Recorded data START

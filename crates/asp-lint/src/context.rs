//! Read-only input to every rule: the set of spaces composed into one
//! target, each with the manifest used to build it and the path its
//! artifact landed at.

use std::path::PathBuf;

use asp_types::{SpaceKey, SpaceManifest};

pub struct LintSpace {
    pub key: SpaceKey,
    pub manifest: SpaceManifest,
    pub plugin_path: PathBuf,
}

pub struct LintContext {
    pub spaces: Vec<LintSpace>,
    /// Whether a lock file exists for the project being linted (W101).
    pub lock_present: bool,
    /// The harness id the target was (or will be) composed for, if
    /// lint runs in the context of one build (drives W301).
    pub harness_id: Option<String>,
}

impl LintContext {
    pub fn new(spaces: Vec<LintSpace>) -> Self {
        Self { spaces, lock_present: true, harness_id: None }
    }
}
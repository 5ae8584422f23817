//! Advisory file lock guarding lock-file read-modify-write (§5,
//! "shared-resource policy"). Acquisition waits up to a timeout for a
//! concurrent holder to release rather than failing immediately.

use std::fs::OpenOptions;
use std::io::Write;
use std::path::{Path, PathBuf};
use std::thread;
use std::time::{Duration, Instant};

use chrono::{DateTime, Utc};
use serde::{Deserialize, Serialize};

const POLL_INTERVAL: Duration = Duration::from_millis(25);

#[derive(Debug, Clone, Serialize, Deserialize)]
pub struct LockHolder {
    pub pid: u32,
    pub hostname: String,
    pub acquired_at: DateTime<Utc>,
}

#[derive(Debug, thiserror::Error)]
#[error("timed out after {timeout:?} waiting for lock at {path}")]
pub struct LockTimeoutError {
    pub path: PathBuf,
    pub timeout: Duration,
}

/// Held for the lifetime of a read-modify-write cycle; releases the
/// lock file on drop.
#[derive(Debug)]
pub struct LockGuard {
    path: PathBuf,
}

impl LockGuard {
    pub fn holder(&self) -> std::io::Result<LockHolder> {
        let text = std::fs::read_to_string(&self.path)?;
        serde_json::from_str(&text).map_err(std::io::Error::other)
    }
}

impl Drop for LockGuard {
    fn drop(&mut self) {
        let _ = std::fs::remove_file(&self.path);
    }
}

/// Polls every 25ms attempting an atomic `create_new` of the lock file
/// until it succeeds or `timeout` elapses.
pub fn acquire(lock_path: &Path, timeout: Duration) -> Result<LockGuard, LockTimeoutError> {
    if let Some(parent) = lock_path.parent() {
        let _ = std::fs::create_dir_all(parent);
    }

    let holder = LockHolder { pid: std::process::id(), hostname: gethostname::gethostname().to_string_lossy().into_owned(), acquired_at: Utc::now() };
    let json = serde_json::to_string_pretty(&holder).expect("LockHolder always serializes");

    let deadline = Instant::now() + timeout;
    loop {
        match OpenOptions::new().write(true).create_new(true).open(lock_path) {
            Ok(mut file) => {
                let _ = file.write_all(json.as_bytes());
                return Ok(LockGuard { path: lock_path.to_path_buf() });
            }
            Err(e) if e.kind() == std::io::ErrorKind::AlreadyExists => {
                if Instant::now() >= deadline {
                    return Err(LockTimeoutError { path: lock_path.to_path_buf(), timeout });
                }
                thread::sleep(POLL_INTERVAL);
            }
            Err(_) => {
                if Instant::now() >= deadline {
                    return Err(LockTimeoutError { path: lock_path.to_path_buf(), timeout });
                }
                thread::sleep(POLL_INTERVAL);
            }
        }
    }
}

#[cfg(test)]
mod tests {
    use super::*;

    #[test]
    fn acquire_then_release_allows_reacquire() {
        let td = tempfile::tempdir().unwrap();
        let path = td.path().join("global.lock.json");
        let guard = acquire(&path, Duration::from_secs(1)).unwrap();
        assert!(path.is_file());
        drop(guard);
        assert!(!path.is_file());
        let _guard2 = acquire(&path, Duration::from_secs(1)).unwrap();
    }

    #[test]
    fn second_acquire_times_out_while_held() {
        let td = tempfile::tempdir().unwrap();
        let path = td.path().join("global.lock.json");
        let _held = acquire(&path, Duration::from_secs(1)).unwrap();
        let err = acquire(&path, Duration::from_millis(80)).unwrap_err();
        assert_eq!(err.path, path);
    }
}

Recorded data END

■ **Problem description**:
Using the material above, transcribe exactly the lines from the line with "composed into one" to the line with "Advisory file lock"; both count, and nothing else goes in.

■ **Output**:
//! Read-only input to every rule: the set of spaces composed into one
//! target, each with the manifest used to build it and the path its
//! artifact landed at.

use std::path::PathBuf;

use asp_types::{SpaceKey, SpaceManifest};

pub struct LintSpace {
    pub key: SpaceKey,
    pub manifest: SpaceManifest,
    pub plugin_path: PathBuf,
}

pub struct LintContext {
    pub spaces: Vec<LintSpace>,
    /// Whether a lock file exists for the project being linted (W101).
    pub lock_present: bool,
    /// The harness id the target was (or will be) composed for, if
    /// lint runs in the context of one build (drives W301).
    pub harness_id: Option<String>,
}

impl LintContext {
    pub fn new(spaces: Vec<LintSpace>) -> Self {
        Self { spaces, lock_present: true, harness_id: None }
    }
}
repository 5ae8584422f23817
//! Advisory file lock guarding lock-file read-modify-write (§5,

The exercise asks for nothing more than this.